### [Problem to work on]
Transcribe, word for word and without additions, each line below from the one containing "Étudiez la concurrence" through the one containing "Some(Self::recommendations_text(sector, location, 0))", both ends included.

### [Dataset entries]
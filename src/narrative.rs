//! Narrative enrichment of the analysis report.
//!
//! Two interchangeable strategies behind one trait: `GenerativeNarrative`
//! asks the text-generation backend, `TemplateNarrative` produces
//! deterministic French text. Both are best-effort — a failed call degrades
//! the field to `None` and never fails the run.

use std::sync::Arc;

use async_trait::async_trait;
use tracing::{info, warn};

use crate::llm::LlmClient;
use crate::report::{truncate_chars, DatasetRecord};

#[async_trait]
pub trait NarrativeStrategy: Send + Sync {
    /// Whether a generative backend is answering. Reported in the health
    /// endpoint and as the report's `ai_enabled` flag.
    fn backend_enabled(&self) -> bool;

    /// Free-text commentary on the aggregated datasets.
    async fn describe_datasets(
        &self,
        datasets: &[DatasetRecord],
        sector: &str,
        location: Option<&str>,
    ) -> Option<String>;

    /// Free-text recommendations from sector, location and dataset count.
    async fn recommend(
        &self,
        sector: &str,
        location: Option<&str>,
        dataset_count: usize,
    ) -> Option<String>;

    /// Recommendations for the no-data path.
    async fn recommend_without_data(
        &self,
        sector: &str,
        location: Option<&str>,
    ) -> Option<String>;
}

fn zone_suffix(location: Option<&str>) -> String {
    location.map(|l| format!(" à {}", l)).unwrap_or_default()
}

/// Backend-backed strategy. Availability is resolved once by `probe` and
/// carried in the value; a backend that recovers later is picked up on the
/// next process start, not mid-run.
pub struct GenerativeNarrative {
    llm: Arc<LlmClient>,
    available: bool,
}

impl GenerativeNarrative {
    pub fn new(llm: Arc<LlmClient>, available: bool) -> Self {
        Self { llm, available }
    }

    pub async fn probe(llm: Arc<LlmClient>) -> Self {
        let available = llm.probe().await;
        if available {
            info!(model = llm.model(), "text-generation backend available");
        } else {
            info!("text-generation backend unavailable, narrative fields will be empty");
        }
        Self::new(llm, available)
    }

    async fn complete_or_none(
        &self,
        prompt: &str,
        max_tokens: u32,
        temperature: f32,
    ) -> Option<String> {
        match self.llm.complete(prompt, max_tokens, temperature).await {
            Ok(text) if !text.trim().is_empty() => Some(text),
            Ok(_) => None,
            Err(e) => {
                warn!(error = %e, "narrative completion failed");
                None
            }
        }
    }
}

#[async_trait]
impl NarrativeStrategy for GenerativeNarrative {
    fn backend_enabled(&self) -> bool {
        self.available
    }

    async fn describe_datasets(
        &self,
        datasets: &[DatasetRecord],
        sector: &str,
        location: Option<&str>,
    ) -> Option<String> {
        if !self.available || datasets.is_empty() {
            return None;
        }

        // Short context: at most 3 truncated titles.
        let summary = datasets
            .iter()
            .take(3)
            .map(|ds| format!("- {}", truncate_chars(&ds.title, 80)))
            .collect::<Vec<_>>()
            .join("\n");

        let prompt = format!(
            "Analyse rapide du marché {sector}{zone}.\n\n\
             Datasets: {summary}\n\n\
             En 3 points courts (max 150 mots):\n\
             1. Pertinence des données\n\
             2. Opportunité principale\n\
             3. Risque principal",
            sector = sector,
            zone = zone_suffix(location),
            summary = summary,
        );

        self.complete_or_none(&prompt, 200, 0.7).await
    }

    async fn recommend(
        &self,
        sector: &str,
        location: Option<&str>,
        dataset_count: usize,
    ) -> Option<String> {
        if !self.available {
            return None;
        }

        let prompt = format!(
            "3 conseils rapides pour étude de marché {sector}{zone}.\n\n\
             {count} datasets trouvés.\n\n\
             Format: liste numérotée, 1 ligne par conseil.",
            sector = sector,
            zone = zone_suffix(location),
            count = dataset_count,
        );

        self.complete_or_none(&prompt, 150, 0.7).await
    }

    async fn recommend_without_data(
        &self,
        sector: &str,
        location: Option<&str>,
    ) -> Option<String> {
        if !self.available {
            return None;
        }

        let prompt = format!(
            "Conseils pour étude de marché {sector}{zone}.\n\n\
             Aucune donnée publique spécifique trouvée.\n\n\
             3 conseils pour trouver des informations utiles \
             (sources alternatives, approches créatives).\n\
             Format: liste courte.",
            sector = sector,
            zone = zone_suffix(location),
        );

        self.complete_or_none(&prompt, 200, 0.8).await
    }
}

/// Deterministic fallback strategy for deployments without a generative
/// backend. Same report shape, templated French text.
pub struct TemplateNarrative;

impl TemplateNarrative {
    fn recommendations_text(
        sector: &str,
        location: Option<&str>,
        dataset_count: usize,
    ) -> String {
        let mut text = format!(
            "Recommandations pour votre projet {}{}\n\n",
            sector,
            zone_suffix(location)
        );

        if dataset_count > 0 {
            text.push_str("Points positifs:\n");
            text.push_str(&format!(
                "  • {} sources de données disponibles\n",
                dataset_count
            ));
            text.push_str("  • Données publiques accessibles gratuitement\n");
            text.push_str("  • Informations officielles et fiables\n\n");
        }

        text.push_str("Prochaines étapes:\n");
        text.push_str("  1. Télécharger et analyser les datasets pertinents\n");
        text.push_str("  2. Étudier la démographie de la zone\n");
        text.push_str("  3. Analyser la concurrence existante\n");
        text.push_str("  4. Identifier votre clientèle cible\n");
        text.push_str("  5. Élaborer votre business plan\n");

        text
    }
}

#[async_trait]
impl NarrativeStrategy for TemplateNarrative {
    fn backend_enabled(&self) -> bool {
        false
    }

    async fn describe_datasets(
        &self,
        datasets: &[DatasetRecord],
        sector: &str,
        location: Option<&str>,
    ) -> Option<String> {
        if datasets.is_empty() {
            return None;
        }

        let mut text = format!("Analyse du secteur {}{}\n\n", sector, zone_suffix(location));
        text.push_str(&format!(
            "{} sources de données identifiées\n\n",
            datasets.len()
        ));

        // Distinct publishing organizations, first three, arrival order.
        let mut orgs: Vec<&str> = Vec::new();
        for ds in datasets.iter().take(5) {
            if let Some(name) = ds.organization_name() {
                if !orgs.contains(&name) {
                    orgs.push(name);
                }
            }
        }

        if !orgs.is_empty() {
            text.push_str("Principales sources:\n");
            for org in orgs.iter().take(3) {
                text.push_str(&format!("  • {}\n", org));
            }
            text.push('\n');
        }

        text.push_str("Recommandations:\n");
        text.push_str(&format!(
            "  • Consultez les {} datasets identifiés ci-dessous\n",
            datasets.len()
        ));
        text.push_str("  • Analysez les données démographiques et économiques\n");
        text.push_str("  • Identifiez les zones à fort potentiel\n");
        text.push_str("  • Étudiez la concurrence locale\n");

        Some(text)
    }

    async fn recommend(
        &self,
        sector: &str,
        location: Option<&str>,
        dataset_count: usize,
    ) -> Option<String> {
        Some(Self::recommendations_text(sector, location, dataset_count))
    }

    async fn recommend_without_data(
        &self,
        sector: &str,
        location: Option<&str>,
    ) -> Option<String> {
        Some(Self::recommendations_text(sector, location, 0))
    }
}

#[cfg(test)]
mod tests {
    use super::*;
    use crate::report::Organization;

    fn record(title: &str, org: Option<&str>) -> DatasetRecord {
        DatasetRecord {
            id: Some(title.to_string()),
            title: title.to_string(),
            description: None,
            page: None,
            organization: org.map(|name| Organization {
                name: Some(name.to_string()),
            }),
            resources: vec![],
        }
    }

    #[tokio::test]
    async fn template_lists_organizations_once() {
        let datasets = vec![
            record("Sirene", Some("INSEE")),
            record("Emplois", Some("INSEE")),
            record("Commerces", Some("Ville de Nice")),
        ];
        let text = TemplateNarrative
            .describe_datasets(&datasets, "boulangerie", Some("Nice"))
            .await
            .unwrap();

        assert!(text.contains("Analyse du secteur boulangerie à Nice"));
        assert!(text.contains("3 sources de données identifiées"));
        assert_eq!(text.matches("INSEE").count(), 1);
        assert!(text.contains("Ville de Nice"));
    }

    #[tokio::test]
    async fn template_analysis_absent_without_datasets() {
        assert!(TemplateNarrative
            .describe_datasets(&[], "boulangerie", None)
            .await
            .is_none());
    }

    #[tokio::test]
    async fn template_recommendations_skip_positives_at_zero() {
        let with_data = TemplateNarrative
            .recommend("fleuriste", None, 4)
            .await
            .unwrap();
        assert!(with_data.contains("4 sources de données disponibles"));

        let without = TemplateNarrative
            .recommend_without_data("fleuriste", None)
            .await
            .unwrap();
        assert!(!without.contains("Points positifs"));
        assert!(without.contains("Prochaines étapes"));
    }

    #[tokio::test]
    async fn generative_disabled_yields_no_fields() {
        let llm = Arc::new(LlmClient::from_env().unwrap());
        let strategy = GenerativeNarrative::new(llm, false);

        assert!(!strategy.backend_enabled());
        assert!(strategy
            .describe_datasets(&[record("Sirene", None)], "commerce", None)
            .await
            .is_none());
        assert!(strategy.recommend("commerce", None, 1).await.is_none());
        assert!(strategy
            .recommend_without_data("commerce", None)
            .await
            .is_none());
    }
}
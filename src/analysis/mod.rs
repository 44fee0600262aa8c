pub mod stages;

use std::collections::HashSet;
use std::sync::Arc;

use tracing::{debug, info};

use crate::catalog::CatalogClient;
use crate::narrative::NarrativeStrategy;
use crate::report::{
    AnalysisReport, DatasetRecord, DatasetSummary, EconomicIndicators, IndicatorSource,
    MarketSteps, Recommendation,
};
use crate::sectors;

/// Hard cap on expansion terms actually queried, whatever the table produced.
const MAX_SEARCH_TERMS: usize = 2;
/// Results requested per catalog query.
const PAGE_SIZE: usize = 8;
/// Stop issuing queries once this many records accumulated pre-dedup.
const ACCUMULATION_CAP: usize = 15;
/// Dataset summaries included in the report.
const MAX_SUMMARIES: usize = 8;

/// Orchestrates one market-analysis run: expansion, aggregation,
/// deduplication, the five heuristic stages and narrative enrichment.
/// Never fails — every degraded input produces a complete report.
pub struct MarketAnalyzer {
    catalog: Arc<CatalogClient>,
    narrative: Arc<dyn NarrativeStrategy>,
}

impl MarketAnalyzer {
    pub fn new(catalog: Arc<CatalogClient>, narrative: Arc<dyn NarrativeStrategy>) -> Self {
        Self { catalog, narrative }
    }

    pub fn backend_enabled(&self) -> bool {
        self.narrative.backend_enabled()
    }

    /// Query the catalog for each term in sequence. Queries run strictly one
    /// after the other so the early stop at `ACCUMULATION_CAP` is
    /// deterministic. Returns the accumulated records and the terms that
    /// were actually sent.
    async fn collect_datasets(
        &self,
        terms: &[String],
        location: Option<&str>,
    ) -> (Vec<DatasetRecord>, Vec<String>) {
        let mut accumulated = Vec::new();
        let mut used_terms = Vec::new();

        for term in terms.iter().take(MAX_SEARCH_TERMS) {
            let query = match location {
                Some(loc) => format!("{} {}", term, loc),
                None => term.clone(),
            };

            let results = self.catalog.search(&query, PAGE_SIZE).await;
            debug!(query = %query, results = results.len(), "catalog term queried");

            used_terms.push(term.clone());
            accumulated.extend(results);

            if accumulated.len() >= ACCUMULATION_CAP {
                break;
            }
        }

        (accumulated, used_terms)
    }

    /// Order-preserving dedup on the dataset id. First occurrence of each
    /// non-empty id wins; records without an id are all kept.
    fn dedup(records: Vec<DatasetRecord>) -> Vec<DatasetRecord> {
        let mut seen = HashSet::new();
        records
            .into_iter()
            .filter(|ds| match ds.id.as_deref() {
                Some(id) if !id.is_empty() => seen.insert(id.to_string()),
                _ => true,
            })
            .collect()
    }

    /// Run the full pipeline for one sector/location request.
    pub async fn analyze_market(&self, sector: &str, location: Option<&str>) -> AnalysisReport {
        let search_terms = sectors::expand_search_terms(sector);
        debug!(sector, ?search_terms, "search terms expanded");

        let (accumulated, used_terms) = self.collect_datasets(&search_terms, location).await;
        let datasets = Self::dedup(accumulated);

        info!(
            sector,
            location = location.unwrap_or("-"),
            unique_datasets = datasets.len(),
            "aggregation complete"
        );

        let (datasets_found, market_steps, ai_analysis, ai_recommendations) =
            if datasets.is_empty() {
                // No-data path: no stage reports, recommendations only.
                let recommendations = self
                    .narrative
                    .recommend_without_data(sector, location)
                    .await;
                (Vec::new(), None, None, recommendations)
            } else {
                let summaries: Vec<DatasetSummary> = datasets
                    .iter()
                    .take(MAX_SUMMARIES)
                    .map(DatasetSummary::from_record)
                    .collect();

                // Stages consume the full deduplicated set, not the capped
                // summary list.
                let steps = MarketSteps {
                    step1: stages::market_size(&datasets, sector, location),
                    step2: stages::target_audience(&datasets, sector, location),
                    step3: stages::competition(&datasets, sector, location),
                    step4: stages::positioning(&datasets, sector, location),
                    step5: stages::business_plan(&datasets, sector, location),
                };

                let analysis = self
                    .narrative
                    .describe_datasets(&datasets, sector, location)
                    .await;
                let recommendations = self
                    .narrative
                    .recommend(sector, location, datasets.len())
                    .await;

                (summaries, Some(steps), analysis, recommendations)
            };

        AnalysisReport {
            sector: sector.to_string(),
            location: location.map(str::to_string),
            timestamp: chrono::Utc::now().to_rfc3339(),
            datasets_found,
            market_steps,
            ai_analysis,
            ai_recommendations,
            recommendations: Self::base_recommendations(sector, location),
            ai_enabled: self.narrative.backend_enabled(),
            search_terms_used: used_terms,
        }
    }

    /// The fixed deterministic recommendation list present in every report.
    fn base_recommendations(sector: &str, location: Option<&str>) -> Vec<Recommendation> {
        let zone = location
            .map(|l| format!(" dans la zone {}", l))
            .unwrap_or_default();

        vec![
            Recommendation {
                category: "Définition du marché".to_string(),
                text: format!("Analyser le secteur {}{}", sector, zone),
                priority: "high".to_string(),
            },
            Recommendation {
                category: "Analyse de la demande".to_string(),
                text: "Étudier les comportements d'achat et créer des personas clients"
                    .to_string(),
                priority: "high".to_string(),
            },
            Recommendation {
                category: "Analyse de l'offre".to_string(),
                text: "Identifier les concurrents directs et indirects via les données publiques"
                    .to_string(),
                priority: "medium".to_string(),
            },
            Recommendation {
                category: "Conformité RGPD".to_string(),
                text: "Toutes les données utilisées sont publiques et conformes au RGPD"
                    .to_string(),
                priority: "info".to_string(),
            },
        ]
    }

    /// Economic-indicator lookup for a zone: one catalog query, top sources.
    pub async fn economic_indicators(&self, location: &str) -> EconomicIndicators {
        let query = format!("économie {} entreprises", location);
        let datasets = self.catalog.search(&query, 10).await;

        let sources = datasets
            .iter()
            .take(3)
            .map(|ds| IndicatorSource {
                title: ds.title.clone(),
                url: ds.page.clone().unwrap_or_default(),
            })
            .collect();

        EconomicIndicators {
            location: location.to_string(),
            datasets_available: datasets.len(),
            sources,
        }
    }
}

### [Response to the task]
        text.push_str("  • Étudiez la concurrence locale\n");

        Some(text)
    }

    async fn recommend(
        &self,
        sector: &str,
        location: Option<&str>,
        dataset_count: usize,
    ) -> Option<String> {
        Some(Self::recommendations_text(sector, location, dataset_count))
    }

    async fn recommend_without_data(
        &self,
        sector: &str,
        location: Option<&str>,
    ) -> Option<String> {
        Some(Self::recommendations_text(sector, location, 0))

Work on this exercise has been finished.